Segment Start: SOURCE RECORDS

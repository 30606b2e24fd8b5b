use std::collections::HashMap;
use std::sync::Arc;

use tokio::task::{Id, JoinSet};

use super::extractor::{try_extract, BenchmarkReturns};
use super::{ExtractionMode, WindowParams};
use crate::error::{PipelineError, Result};
use crate::model::feature_row::{FeatureRow, FeatureTable};
use crate::model::price_series::PriceSeriesStore;

#[derive(Debug)]
pub struct SkippedInstrument {
    pub ticker: String,
    pub reason: PipelineError,
}

#[derive(Debug)]
pub struct UniverseExtraction {
    pub table: FeatureTable,
    /// Instruments that produced no rows, in ticker order.
    pub skipped: Vec<SkippedInstrument>,
}

/// Extract every instrument in the store on the calling thread.
///
/// Short or otherwise ineligible instruments are logged and skipped. Fails with
/// [`PipelineError::EmptyDataset`] only when no instrument yields a row.
pub fn extract_universe(
    store: &PriceSeriesStore,
    params: &WindowParams,
    mode: ExtractionMode,
) -> Result<UniverseExtraction> {
    let benchmark = BenchmarkReturns::from_series(store.benchmark());
    let outcomes = store
        .instruments()
        .map(|series| {
            (
                series.ticker().to_string(),
                try_extract(series, &benchmark, params, mode),
            )
        })
        .collect();
    collect_outcomes(outcomes, mode)
}

/// Same result as [`extract_universe`], with one blocking task per instrument.
pub async fn extract_universe_concurrent(
    store: Arc<PriceSeriesStore>,
    params: WindowParams,
    mode: ExtractionMode,
) -> Result<UniverseExtraction> {
    let benchmark = Arc::new(BenchmarkReturns::from_series(store.benchmark()));
    let tickers = store.tickers();
    let outcomes = run_blocking_per_ticker(tickers, move |ticker| match store.get(ticker) {
        Some(series) => try_extract(series, &benchmark, &params, mode),
        None => Ok(Vec::new()),
    })
    .await;
    collect_outcomes(outcomes, mode)
}

/// Run `extract` for every ticker on the blocking pool. A task that panics is
/// reported against its ticker instead of vanishing from the outcome list.
async fn run_blocking_per_ticker<F>(
    tickers: Vec<String>,
    extract: F,
) -> Vec<(String, Result<Vec<FeatureRow>>)>
where
    F: Fn(&str) -> Result<Vec<FeatureRow>> + Send + Sync + 'static,
{
    let extract = Arc::new(extract);
    let mut tasks = JoinSet::new();
    let mut names: HashMap<Id, String> = HashMap::with_capacity(tickers.len());
    for ticker in tickers {
        let extract = Arc::clone(&extract);
        let name = ticker.clone();
        let handle = tasks.spawn_blocking(move || {
            let outcome = extract(&ticker);
            (ticker, outcome)
        });
        names.insert(handle.id(), name);
    }

    let mut outcomes = Vec::with_capacity(names.len());
    while let Some(joined) = tasks.join_next().await {
        match joined {
            Ok(outcome) => outcomes.push(outcome),
            Err(e) => {
                let ticker = names.remove(&e.id()).unwrap_or_default();
                tracing::error!(ticker = %ticker, error = %e, "Feature extraction task failed");
                outcomes.push((
                    ticker.clone(),
                    Err(PipelineError::ExtractionTask {
                        ticker,
                        reason: e.to_string(),
                    }),
                ));
            }
        }
    }
    outcomes
}

fn collect_outcomes(
    mut outcomes: Vec<(String, Result<Vec<FeatureRow>>)>,
    mode: ExtractionMode,
) -> Result<UniverseExtraction> {
    outcomes.sort_by(|a, b| a.0.cmp(&b.0));

    let mut rows = Vec::new();
    let mut skipped = Vec::new();
    for (ticker, outcome) in outcomes {
        match outcome {
            Ok(r) if !r.is_empty() => rows.extend(r),
            Ok(_) => {
                tracing::warn!(ticker = %ticker, "No feature rows produced, skipping");
                skipped.push(SkippedInstrument {
                    reason: PipelineError::EmptyDataset(format!("no rows for {}", ticker)),
                    ticker,
                });
            }
            Err(e) if !e.is_fatal() => {
                tracing::warn!(ticker = %ticker, error = %e, "Skipping instrument");
                skipped.push(SkippedInstrument { ticker, reason: e });
            }
            Err(e) => return Err(e),
        }
    }

    if rows.is_empty() {
        return Err(PipelineError::EmptyDataset(format!(
            "no feature rows survived extraction ({} instruments skipped, mode {:?})",
            skipped.len(),
            mode
        )));
    }

    let table = FeatureTable::from_rows(rows);
    tracing::info!(
        rows = table.len(),
        instruments = table.tickers().len(),
        skipped = skipped.len(),
        "Feature extraction complete"
    );
    Ok(UniverseExtraction { table, skipped })
}

#[cfg(test)]
mod tests {
    use super::*;

    #[tokio::test]
    async fn panicked_task_is_reported_as_skipped() {
        let tickers = vec!["AAA".to_string(), "BBB".to_string(), "CCC".to_string()];
        let outcomes = run_blocking_per_ticker(tickers, |ticker| {
            if ticker == "BBB" {
                panic!("extraction blew up");
            }
            Ok(Vec::new())
        })
        .await;
        assert_eq!(outcomes.len(), 3);

        let err = collect_outcomes(outcomes, ExtractionMode::Latest).unwrap_err();
        assert!(matches!(err, PipelineError::EmptyDataset(_)));
    }

    #[tokio::test]
    async fn panicked_task_keeps_its_ticker() {
        let tickers = vec!["AAA".to_string(), "BBB".to_string()];
        let mut outcomes = run_blocking_per_ticker(tickers, |ticker| {
            if ticker == "BBB" {
                panic!("extraction blew up");
            }
            Ok(Vec::new())
        })
        .await;
        outcomes.sort_by(|a, b| a.0.cmp(&b.0));
        assert_eq!(outcomes[0].0, "AAA");
        assert_eq!(outcomes[1].0, "BBB");
        match &outcomes[1].1 {
            Err(PipelineError::ExtractionTask { ticker, .. }) => assert_eq!(ticker, "BBB"),
            other => panic!("unexpected outcome: {:?}", other),
        }
        assert!(!outcomes[1].1.as_ref().unwrap_err().is_fatal());
    }
}
use std::collections::BTreeMap;

use chrono::NaiveDate;

use super::{ExtractionMode, WindowParams};
use crate::error::{PipelineError, Result};
use crate::indicator::rolling::{RollingPairWindow, RollingWindow};
use crate::model::feature_row::FeatureRow;
use crate::model::price_series::PriceSeries;

/// Benchmark simple returns keyed by date, computed once per run.
#[derive(Debug, Clone, Default)]
pub struct BenchmarkReturns {
    by_date: BTreeMap<NaiveDate, f64>,
}

impl BenchmarkReturns {
    pub fn from_series(benchmark: &PriceSeries) -> Self {
        Self {
            by_date: benchmark.returns_by_date(),
        }
    }

    pub fn get(&self, date: NaiveDate) -> Option<f64> {
        self.by_date.get(&date).copied()
    }

    pub fn len(&self) -> usize {
        self.by_date.len()
    }

    pub fn is_empty(&self) -> bool {
        self.by_date.is_empty()
    }
}

/// Extract feature rows, treating a short series as "no rows".
///
/// Use [`try_extract`] when the caller needs to know why nothing came back.
pub fn extract(
    series: &PriceSeries,
    benchmark: &BenchmarkReturns,
    params: &WindowParams,
    mode: ExtractionMode,
) -> Vec<FeatureRow> {
    match try_extract(series, benchmark, params, mode) {
        Ok(rows) => rows,
        Err(e) => {
            tracing::warn!(ticker = %series.ticker(), error = %e, "Skipping instrument");
            Vec::new()
        }
    }
}

/// Walk the series once, advancing the rolling buffers at every step and
/// emitting a row at each eligible window end.
///
/// Returns [`PipelineError::Config`] for unusable window parameters and
/// [`PipelineError::InsufficientHistory`] when the series is too short for
/// `mode`. Per-row gaps (e.g. an undefined beta) never fail the call: the
/// row is kept with the field missing.
pub fn try_extract(
    series: &PriceSeries,
    benchmark: &BenchmarkReturns,
    params: &WindowParams,
    mode: ExtractionMode,
) -> Result<Vec<FeatureRow>> {
    params.validate()?;
    let n = series.len();
    let required = params.required_observations(mode);
    if n < required || n == 0 {
        return Err(PipelineError::InsufficientHistory {
            ticker: series.ticker().to_string(),
            observations: n,
            required,
        });
    }

    let points = series.points();
    let first = params.first_index();
    let last = n - 1;

    let mut vol_window = RollingWindow::new(params.volatility_window);
    let mut beta_window = RollingPairWindow::new(params.beta_window);
    let mut rows = Vec::new();

    for i in 1..n {
        let Some(ret) = series.simple_return(i) else {
            continue;
        };
        vol_window.push(ret);
        if let Some(bench) = benchmark.get(points[i].date) {
            beta_window.push(ret, bench);
        }

        if i < first || (mode == ExtractionMode::Latest && i != last) {
            continue;
        }

        let Some(volatility) = vol_window.std_dev() else {
            log_alignment(series, i, "volatility window not full");
            continue;
        };
        let Some(base) = i
            .checked_sub(params.momentum_window)
            .map(|j| points[j].close)
        else {
            log_alignment(series, i, "momentum base index out of range");
            continue;
        };
        let momentum = points[i].close / base - 1.0;

        let beta = beta_window.slope();
        if beta.is_none() {
            let reason = if beta_window.is_ready() {
                "zero benchmark variance"
            } else {
                "fewer joined benchmark observations than the beta window"
            };
            log_alignment(series, i, reason);
        }

        let forward_return = match mode {
            ExtractionMode::History => points
                .get(i + params.lookahead_days)
                .map(|future| future.close / points[i].close - 1.0),
            ExtractionMode::Latest => None,
        };

        rows.push(FeatureRow {
            ticker: series.ticker().to_string(),
            as_of_index: i,
            as_of: points[i].date,
            volatility_30: volatility,
            momentum_30: momentum,
            beta_60: beta,
            forward_return,
        });
    }

    Ok(rows)
}

fn log_alignment(series: &PriceSeries, index: usize, reason: &str) {
    let err = PipelineError::FeatureAlignment {
        ticker: series.ticker().to_string(),
        as_of_index: index,
        reason: reason.to_string(),
    };
    tracing::debug!(error = %err, "Feature field undefined");
}

#[cfg(test)]
mod tests {
    use super::*;
    use crate::model::price_series::PricePoint;

    fn series(ticker: &str, closes: &[f64]) -> PriceSeries {
        let start = NaiveDate::from_ymd_opt(2023, 1, 2).unwrap();
        let pts = closes
            .iter()
            .enumerate()
            .map(|(i, c)| PricePoint::new(start + chrono::Days::new(i as u64), *c))
            .collect();
        PriceSeries::new(ticker, pts).unwrap()
    }

    fn small_params() -> WindowParams {
        WindowParams {
            volatility_window: 3,
            momentum_window: 3,
            beta_window: 4,
            lookahead_days: 2,
            min_history_days: 5,
        }
    }

    #[test]
    fn short_series_is_insufficient_history() {
        let s = series("A", &[1.0, 2.0, 3.0]);
        let bench = BenchmarkReturns::from_series(&s);
        let err = try_extract(&s, &bench, &small_params(), ExtractionMode::Latest).unwrap_err();
        assert!(matches!(err, PipelineError::InsufficientHistory { required: 5, .. }));
        assert!(extract(&s, &bench, &small_params(), ExtractionMode::Latest).is_empty());
    }

    #[test]
    fn history_rows_start_at_first_index_and_carry_forward_returns() {
        let closes: Vec<f64> = (0..10).map(|i| 100.0 + i as f64).collect();
        let s = series("A", &closes);
        let bench = BenchmarkReturns::default();
        let rows = try_extract(&s, &bench, &small_params(), ExtractionMode::History).unwrap();
        assert_eq!(rows.first().unwrap().as_of_index, 4);
        assert_eq!(rows.last().unwrap().as_of_index, 9);
        let r4 = &rows[0];
        assert!((r4.momentum_30 - (104.0 / 101.0 - 1.0)).abs() < 1e-12);
        assert!((r4.forward_return.unwrap() - (106.0 / 104.0 - 1.0)).abs() < 1e-12);
        assert!(rows.iter().rev().take(2).all(|r| r.forward_return.is_none()));
        assert!(rows.iter().all(|r| r.beta_60.is_none()));
    }

    #[test]
    fn latest_mode_emits_only_final_index() {
        let closes: Vec<f64> = (0..8).map(|i| 50.0 * (1.0 + 0.01 * i as f64)).collect();
        let s = series("A", &closes);
        let bench = BenchmarkReturns::default();
        let rows = try_extract(&s, &bench, &small_params(), ExtractionMode::Latest).unwrap();
        assert_eq!(rows.len(), 1);
        assert_eq!(rows[0].as_of_index, 7);
        assert_eq!(rows[0].forward_return, None);
    }

    #[test]
    fn beta_uses_only_joined_dates() {
        let closes = [100.0, 101.0, 99.0, 102.0, 103.0, 101.0, 104.0, 105.0];
        let s = series("A", &closes);
        // benchmark moves exactly half as much on every date
        let mut b = vec![200.0];
        for w in closes.windows(2) {
            let r = w[1] / w[0] - 1.0;
            let prev = *b.last().unwrap();
            b.push(prev * (1.0 + r / 2.0));
        }
        let bench_series = series("SPY", &b);
        let bench = BenchmarkReturns::from_series(&bench_series);
        let rows = try_extract(&s, &bench, &small_params(), ExtractionMode::Latest).unwrap();
        assert!((rows[0].beta_60.unwrap() - 2.0).abs() < 1e-9);
    }
}
use anyhow::{Context, Result};

use risk_picks::cli::run_cli;
use risk_picks::config::Config;

#[tokio::main]
async fn main() -> Result<()> {
    let config = match Config::load() {
        Ok(c) => c,
        Err(e) => {
            eprintln!("Failed to load config: {:#}", e);
            eprintln!("Set RISK_PICKS_CONFIG or run from a directory containing config/default.toml");
            std::process::exit(1);
        }
    };

    // Log to file so stdout stays clean for CSV/JSON output
    let log_file = std::fs::File::create(&config.logging.file)
        .with_context(|| format!("failed to create {}", config.logging.file.display()))?;
    tracing_subscriber::fmt()
        .with_env_filter(
            tracing_subscriber::EnvFilter::try_from_default_env().unwrap_or_else(|_| {
                tracing_subscriber::EnvFilter::try_new(&config.logging.level)
                    .unwrap_or_else(|_| tracing_subscriber::EnvFilter::new("info"))
            }),
        )
        .with_writer(log_file)
        .with_ansi(false)
        .json()
        .init();

    tracing::info!(
        benchmark = %config.pipeline.benchmark,
        artifacts = %config.artifacts.dir.display(),
        top_n = config.pipeline.top_n,
        "Starting risk-picks"
    );

    let args: Vec<String> = std::env::args().skip(1).collect();
    if let Err(e) = run_cli(&args, &config).await {
        let detail = format!("{:#}", e);
        tracing::error!(error = %detail, "Command failed");
        return Err(e);
    }
    Ok(())
}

Segment End: SOURCE RECORDS

◆ **ASSIGNED TASK**
Check each line above for the word "field", and give only the number of lines that contain it.

◆ **SOLVED PROBLEM**
2